Please print only the top portion of the entries below, ending with the line that contains "delta: the backend re-sends", exactly as written.

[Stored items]
####

//! Status endpoint DTOs

use serde::{Deserialize, Serialize};

/// Coarse job state reported by the status endpoint.
#[derive(Debug, Clone, Copy, PartialEq, Eq, Serialize, Deserialize)]
#[serde(rename_all = "lowercase")]
pub enum PollStatus {
    Processing,
    Completed,
    Failed,
}

/// Response of `GET /api/status/{job_id}`.
///
/// `recent_logs` is a cumulative tail, not a delta: the backend re-sends
/// every line it has surfaced so far on each poll, and the caller is
/// responsible for diffing against lines already seen.
#[derive(Debug, Clone, Serialize, Deserialize)]
pub struct JobStatusResponse {
    pub progress: u8,
    #[serde(default, skip_serializing_if = "Option::is_none")]
    pub progress_message: Option<String>,
    #[serde(default)]
    pub recent_logs: Vec<String>,
    pub file_ready: bool,
    pub status: PollStatus,
}
//! Error types for the dashboard client

use thiserror::Error;

/// Result type alias for client operations
pub type Result<T> = std::result::Result<T, ClientError>;

/// Errors that can occur when talking to the dashboard backend
#[derive(Debug, Error)]
pub enum ClientError {
    /// HTTP request failed
    #[error("HTTP request failed: {0}")]
    RequestFailed(#[from] reqwest::Error),

    /// API returned an error status code
    #[error("API error (status {status}): {message}")]
    ApiError {
        /// HTTP status code
        status: u16,
        /// Error message from the API
        message: String,
    },

    /// Failed to parse a response body or an event frame
    #[error("Failed to parse response: {0}")]
    ParseError(String),

    /// The event stream broke at the transport level
    #[error("Event stream failed: {0}")]
    StreamFailed(String),
}

impl ClientError {
    /// Create an API error from status code and message
    pub fn api_error(status: u16, message: impl Into<String>) -> Self {
        Self::ApiError {
            status,
            message: message.into(),
        }
    }

    /// True for frame-level parse failures, which callers may drop and
    /// keep reading, as opposed to transport failures that end a stream.
    pub fn is_parse_error(&self) -> bool {
        matches!(self, Self::ParseError(_))
    }

    /// Check if this error is a "not found" error
    pub fn is_not_found(&self) -> bool {
        matches!(self, Self::ApiError { status: 404, .. })
    }

    /// Check if this error is a server error (5xx status)
    pub fn is_server_error(&self) -> bool {
        matches!(self, Self::ApiError { status, .. } if *status >= 500)
    }
}

#[cfg(test)]
mod tests {
    use super::*;

    #[test]
    fn test_api_error_predicates() {
        let err = ClientError::api_error(404, "no such job");
        assert!(err.is_not_found());
        assert!(!err.is_server_error());

        let err = ClientError::api_error(502, "bad gateway");
        assert!(err.is_server_error());
    }

    #[test]
    fn test_parse_error_predicate() {
        let err = ClientError::ParseError("bad frame".to_string());
        assert!(err.is_parse_error());
        assert!(!ClientError::StreamFailed("reset".to_string()).is_parse_error());
    }
}
//! Poll channel
//!
//! Fallback transport: one status request per tick, with an independent
//! watchdog bounding total elapsed time. The backend re-sends a
//! cumulative log tail on every poll, so responses are diffed through a
//! per-channel [`EventDeduplicator`] before anything is emitted.
//!
//! Individual request failures are swallowed and retried on the next
//! tick; only the watchdog ends an unfinished poll phase.

use std::collections::VecDeque;
use std::sync::Arc;
use std::time::Duration;

use tokio::time::{Instant, Interval, MissedTickBehavior};
use tracing::{debug, warn};
use uuid::Uuid;

use finsight_core::dto::event::MonitorEvent;
use finsight_core::dto::status::{JobStatusResponse, PollStatus};

use super::{ChannelState, StatusSource};
use crate::dedup::EventDeduplicator;

/// What one call to [`PollChannel::next_event`] produced.
#[derive(Debug)]
pub enum PollOutcome {
    /// A normalized event synthesized from a status response.
    Event(MonitorEvent),
    /// The watchdog fired: elapsed time reached the configured bound with
    /// no terminal status. The channel has closed itself. The job's true
    /// outcome is unknown, so no error event is synthesized.
    TimedOut,
    /// The channel is closed (terminal status already delivered, or
    /// `close()` was called).
    Closed,
}

/// Recurring pull against the status endpoint for one job.
pub struct PollChannel {
    job_id: Uuid,
    source: Arc<dyn StatusSource>,
    ticker: Interval,
    deadline: Instant,
    dedup: EventDeduplicator,
    last_progress: u8,
    pending: VecDeque<MonitorEvent>,
    state: ChannelState,
}

impl PollChannel {
    /// Opens a poll channel.
    ///
    /// The first request goes out one full `interval` after open; the
    /// watchdog deadline is `max_duration` from open.
    pub fn open(
        source: Arc<dyn StatusSource>,
        job_id: Uuid,
        interval: Duration,
        max_duration: Duration,
    ) -> Self {
        let now = Instant::now();
        let mut ticker = tokio::time::interval_at(now + interval, interval);
        ticker.set_missed_tick_behavior(MissedTickBehavior::Delay);
        debug!(%job_id, ?interval, ?max_duration, "poll channel open");
        Self {
            job_id,
            source,
            ticker,
            deadline: now + max_duration,
            dedup: EventDeduplicator::new(),
            last_progress: 0,
            pending: VecDeque::new(),
            state: ChannelState::Open,
        }
    }

    /// Waits for the next deliverable outcome.
    ///
    /// Events synthesized from one response drain in order (new logs,
    /// then progress, then a terminal event) before the next request is
    /// issued.
    ///
    /// The watchdog deadline applies both between ticks and across a
    /// request in flight; a request that outlives the deadline is dropped.
    pub async fn next_event(&mut self) -> PollOutcome {
        loop {
            if let Some(event) = self.pending.pop_front() {
                return PollOutcome::Event(event);
            }
            if self.state != ChannelState::Open {
                return PollOutcome::Closed;
            }

            let ticked = tokio::select! {
                _ = tokio::time::sleep_until(self.deadline) => false,
                _ = self.ticker.tick() => true,
            };

            if !ticked {
                warn!(job_id = %self.job_id, "poll watchdog fired, giving up");
                self.close();
                return PollOutcome::TimedOut;
            }

            debug!(job_id = %self.job_id, "polling job status");

            // The request itself races the same deadline: a hung backend
            // must not stall the watchdog.
            let result = tokio::select! {
                _ = tokio::time::sleep_until(self.deadline) => None,
                result = self.source.job_status(self.job_id) => Some(result),
            };

            let Some(result) = result else {
                warn!(job_id = %self.job_id, "poll watchdog fired mid-request, giving up");
                self.close();
                return PollOutcome::TimedOut;
            };

            match result {
                Ok(response) => self.ingest(response),
                Err(e) => {
                    // Transient blip: retry on the next tick.
                    warn!(job_id = %self.job_id, "status poll failed: {:#}", e);
                }
            }
        }
    }

    /// Closes the channel. Idempotent. The ticker and the watchdog are
    /// owned by the channel and are only polled from `next_event`, so a
    /// closed channel can never fire either of them again.
    pub fn close(&mut self) {
        if self.state == ChannelState::Open {
            debug!(job_id = %self.job_id, "poll channel closed");
        }
        self.state = ChannelState::Closed;
    }

    pub fn state(&self) -> ChannelState {
        self.state
    }

    /// Folds one status response into pending events: unseen log lines
    /// first, then a progress increase, then a terminal status.
    fn ingest(&mut self, response: JobStatusResponse) {
        for line in &response.recent_logs {
            if self.dedup.should_emit(line) {
                self.pending.push_back(MonitorEvent::Log {
                    message: line.clone(),
                });
            }
        }

        if response.progress > self.last_progress {
            self.last_progress = response.progress;
            self.pending.push_back(MonitorEvent::Progress {
                percentage: response.progress,
                message: response.progress_message.clone(),
            });
        }

        match response.status {
            PollStatus::Processing => {}
            PollStatus::Completed => {
                self.pending.push_back(MonitorEvent::Complete);
                self.close();
            }
            PollStatus::Failed => {
                let message = response
                    .progress_message
                    .unwrap_or_else(|| "analysis job failed".to_string());
                self.pending.push_back(MonitorEvent::Error { message });
                self.close();
            }
        }
    }
}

####

* _Finished task_
//! Status endpoint DTOs

use serde::{Deserialize, Serialize};

/// Coarse job state reported by the status endpoint.
#[derive(Debug, Clone, Copy, PartialEq, Eq, Serialize, Deserialize)]
#[serde(rename_all = "lowercase")]
pub enum PollStatus {
    Processing,
    Completed,
    Failed,
}

/// Response of `GET /api/status/{job_id}`.
///
/// `recent_logs` is a cumulative tail, not a delta: the backend re-sends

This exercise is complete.